Lizzy was astounded.
"Of course it is not in the guide books, so of course you would not know of such a thing! And no one would tell you for you are a foreigner to these parts! As for Mr. Darcy, he would not speak of it, he does not believe in the curse. "
Lizzy nodded. Darcy was far too rational to believe in a curse which dated from the 11th century!
Lizzy sipped her tea and then a though occurred to her - "What strange things?"
"Dead animals," replied Mrs. Cadman seriously.
"Dead animals!" Lizzy snorted. Dead animals were not strange things.
"Dead animals drained of blood."
"Oh. Anything more?"
"Cries at night!"
"Cries at night?"
"Yes, unearthly shrieks and people have seen a gruesome beast stalking the grounds!"
"A gruesome beast?"
"Like one raised from the dead."
"A gruesome zombie beast?"
"Yes with no head."
Lizzy's teacup clattered onto the saucer - "no head?"
"Well there is a head, but he carries it around, so well I wouldn't call it a useful head; I suppose that is why he rides the horse because it would know where they were going."
"He?"
Mrs. Cadman offered Lizzy a biscuit. - "Vell a gruesome zombie beast that drains animals of blood should be given an identity - it's only proper"
"What do you call.... him ?" said Lizzy aghast.
"I call him Fred," replied Mrs. Cadman.
Lizzy's talk with the village woman quite spooked her for the next couple of nights. Darcy could not move without Lizzy waking and shrieking - "Fred." After explaining to Darcy that Fred was an old cow that she had been particularly fond of as a child, she could not bear explaining that she had been taken in by village gossip, Darcy put away his duelling swords.
It only took a couple of nights for Lizzy to laugh at herself for being so affected and even mentioned it to Mrs. Reynolds who turned pale.
"You have not told the master?"
"No, I have not Mrs. Reynolds. He has learned to laugh at me and I would not give him any more ammunition.!"
Mrs. Reynolds looked relieved. She would not be relieved if she realised her mistress fully intended when the next four week cycle occurred to fully investigate.
Darcy was not in bed. Lizzy knew what this meant and got up. She grabbed up a shawl was lying on the chair near the dying fire. Lizzy had had to stoke it herself and her fire-poking skills were not advanced.

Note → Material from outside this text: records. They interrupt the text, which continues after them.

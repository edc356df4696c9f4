//! Render SVG documents through several rasterizer backends and compare each
//! result against a reference image.
//!
//! The engine is driven by [`coordinator::RenderCoordinator`]: one pass per
//! document, backends rendered concurrently, results cached and diffed.
//! Settings live in the `vdiff-config` crate and external programs are run
//! through `vdiff-process`.

/// Application version.
pub const VERSION: &str = env!("CARGO_PKG_VERSION");

pub mod debug;

pub mod cache;
pub mod cli;
pub mod coordinator;
pub mod corpus;
pub mod diff;
pub mod error;
pub mod events;
pub mod export;
pub mod raster;
pub mod renderer;
pub mod svg_size;
pub mod task_group;

pub use cache::{DiskCache, NoCache, RenderCache};
pub use coordinator::{CoordinatorState, DiffCoordinator, RenderCoordinator, RenderOutcome};
pub use diff::{DiffResult, DiffStats};
pub use error::{CacheError, CoordinatorError, RenderError};
pub use events::{EventLog, EventSink, ImageSource, NullSink, RenderEvent};
pub use raster::RasterSize;
pub use renderer::{Raster, RenderRequest, RenderResult};
pub use vdiff_config::{Backend, RenderSettings, Settings, TestSuite};
pub use vdiff_process::{ProcessError, ProcessRunner, SystemProcess};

Lizzy was far too intelligent to read gothic novels. She looked down on her younger sisters who would huddle over them, and how they would giggle and shriek. However, if she had read such novels she would have realised that she was conforming to a stereotype.
It was impossible for a young lady who went looking for answers in the middle of the night, not to be dressed in virginal white. It wasn't of course necessary to be virginal, but you did have to look it. One also had to carry a candle, clutch a shawl and have hair falling artistically around your shoulders.
Oh and have bare feet.
It was if some thing...or someone...was checking off a list as they sent Lizzy creeping down the hallways of Pemberley. The windows rattled, the curtains flapped, candles flickered.
Darcy was not in his own bedchamber, so Lizzy wandered down into the labyrinth that was Pemberley's servants' quarters.
Lizzy failed to find anyone, until she reached the kitchen and Bob the Gardener was dozing in a rocking chair.
This perhaps might not present a strange picture until you factored in the fact he was holding a musket and was positioned outside of a locked door. Padlocked from the outside.
"Bob!"
"GAHHRRHRH!"
Lizzy had the unpleasant experience of having a gun pointed at her.
"Bob!"
"Ma'am," said Bob looking nervously towards the locked door.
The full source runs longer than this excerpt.